A nova tradição é um orgulho da família em estar em uma casa digna. A mãezona do lar, Neci Lopes Braga, fala também da diferença entre cuidar da casa de hoje e da de um tempo negro na sua família. “Ah, é bem mais fácil. Mais rápido. Alvenaria é bem mais fácil de cuidar, lavar, fazer tudo. Além do mais, a gente se sente mais feliz cuidando de uma casa assim, bem mais do que aquela velha casinha de madeira. Ela é uma recompensa pra nós”, finalizou Neci.

Sobre a Cidade do Povo
A Cidade do Povo é o maior programa habitacional da história do Estado. Ao todo, serão construídas 10.518 unidades habitacionais (termo mais técnico para denominar ‘casas’) em uma área de 700 hectares, localizada no km 5 da BR-364. A obra vai custar mais de R$ 1,1 bilhão, recursos adquiridos através do Fundo de Arrendamento Residencial (FAR) do Governo Federal. Uma cifra que, sem dúvida, vai gerar muita renda e mã0-de-obra para os acreanos.
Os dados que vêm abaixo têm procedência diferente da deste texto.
//! 4021 parallel-in/serial-out reader
//!
//! # Sequence
//!
//! ```text
//! LATCH  ___/‾‾‾‾\_______________________________________
//! CLOCK  ‾‾‾‾‾‾‾‾‾‾‾‾\__/‾‾\__/‾‾\__/ ... \__/‾‾
//! DATA          [ A ]   [ B ]   [SEL]       [ R ]
//!               ^ sample before each clock pulse
//! ```
//!
//! Raising LATCH copies the button contacts into the register. After it
//! falls, DATA presents bit 7 (A); each rising CLOCK edge shifts the next
//! bit out. Every latch and clock phase is held for
//! [`ShiftTiming::pulse_us`] using a blocking delay.

use embedded_hal::delay::DelayNs;
use embedded_hal::digital::{Error, ErrorKind, InputPin, OutputPin};
use nescon_core::ShiftTiming;

/// GPIO failure while talking to the shift register
///
/// HAL pins are usually infallible, in which case this never occurs.
#[derive(Debug, Clone, Copy, PartialEq, Eq)]
#[cfg_attr(feature = "defmt", derive(defmt::Format))]
pub enum PinError {
    /// Reading the data line failed
    Data(ErrorKind),
    /// Driving the latch line failed
    Latch(ErrorKind),
    /// Driving the clock line failed
    Clock(ErrorKind),
}

impl PinError {
    fn data<E: Error>(e: E) -> Self {
        PinError::Data(e.kind())
    }

    fn latch<E: Error>(e: E) -> Self {
        PinError::Latch(e.kind())
    }

    fn clock<E: Error>(e: E) -> Self {
        PinError::Clock(e.kind())
    }
}

/// Bit-banged reader for one controller port
///
/// `data` must already be configured as an input with pull-up, so an
/// unplugged controller reads as all-released instead of floating.
/// `latch` and `clock` must be push-pull outputs.
pub struct ShiftRegisterReader<DATA, LATCH, CLOCK, D> {
    data: DATA,
    latch: LATCH,
    clock: CLOCK,
    delay: D,
    timing: ShiftTiming,
}

impl<DATA, LATCH, CLOCK, D> ShiftRegisterReader<DATA, LATCH, CLOCK, D>
where
    DATA: InputPin,
    LATCH: OutputPin,
    CLOCK: OutputPin,
    D: DelayNs,
{
    /// Create a reader with default timing
    pub fn new(data: DATA, latch: LATCH, clock: CLOCK, delay: D) -> Self {
        Self::with_timing(data, latch, clock, delay, ShiftTiming::default())
    }

    /// Create a reader with explicit timing
    pub fn with_timing(
        data: DATA,
        latch: LATCH,
        clock: CLOCK,
        delay: D,
        timing: ShiftTiming,
    ) -> Self {
        Self {
            data,
            latch,
            clock,
            delay,
            timing,
        }
    }

    /// Current timing
    pub fn timing(&self) -> ShiftTiming {
        self.timing
    }

    /// Latch the buttons and shift all eight bits in, MSB first
    ///
    /// The returned byte is active-low: bit 7 = A ... bit 0 = Right.
    pub fn read_raw(&mut self) -> Result<u8, PinError> {
        self.pulse_latch()?;

        let mut contents = 0u8;
        for _ in 0..8 {
            contents <<= 1;
            if self.data.is_high().map_err(PinError::data)? {
                contents |= 1;
            }
            self.pulse_clock()?;
        }

        #[cfg(feature = "defmt")]
        defmt::trace!("shift register raw: {=u8:b}", contents);

        Ok(contents)
    }

    /// Give back the pins and delay
    pub fn release(self) -> (DATA, LATCH, CLOCK, D) {
        (self.data, self.latch, self.clock, self.delay)
    }

    fn pulse_latch(&mut self) -> Result<(), PinError> {
        let us = self.timing.pulse_us();

        self.latch.set_low().map_err(PinError::latch)?;
        self.delay.delay_us(us);
        self.latch.set_high().map_err(PinError::latch)?;
        self.delay.delay_us(us);
        self.latch.set_low().map_err(PinError::latch)?;

        Ok(())
    }

    fn pulse_clock(&mut self) -> Result<(), PinError> {
        let us = self.timing.pulse_us();

        self.clock.set_low().map_err(PinError::clock)?;
        self.delay.delay_us(us);
        self.clock.set_high().map_err(PinError::clock)?;
        self.delay.delay_us(us);

        Ok(())
    }
}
Em outras palavras, serão 10.518 famílias (mais de 50 mil pessoas) que passarão a viver num conjunto residencial planejado. Muitas delas, inclusive, saindo de locais insalubres, com casas em alto risco de desabarem ou de serem tomadas pelo Rio Acre em tempos de enchente, pouca ou nenhuma acessibilidade e distante da vida em sociedade.

Até agora, foram feitas três etapas de entregas de casas no local. A primeira delas foi de 392 casas e aconteceu no dia 22 de maio. A segunda foi no final de junho e contemplou 509 novos moradores. A terceira e maior entrega foi de 771 moradias e ocorreu no dia 29 de novembro.

Mas o que significa estas entregas? Um ponto de partida. De acordo com o sociólogo da Cidade do Povo e prestador de serviços para a Secretaria Estadual de Habitação Social, Marlon Jonas Pereira, muita gente pensa que, quando é feita a entrega, todos os beneficiados já vão receber as chaves e morar na sua casa no empreendimento. Não é bem assim. Na verdade, é a partir da cerimônia que as pessoas começam o processo para se mudar para a Cidade do Povo.

Marlon conta que, atualmente, há famílias que já moram no local há 8 meses. São aquelas que foram beneficiadas em maio, na 1ª etapa. As mudanças estão sendo feitas para as famílias da 3ª etapa (771 casas). A cada dia, cerca de 30 a 40 delas, aos poucos, vão ocupando seus novos lares. Paralelo a isso, Marlon conta que o governo está fiscalizando para garantir que nenhum titular beneficiado tente vender, trocar ou repassar a sua casa, além de fazer um cadastro completo para dar mais segurança, identificar o perfil e analisar as carências sociais das famílias.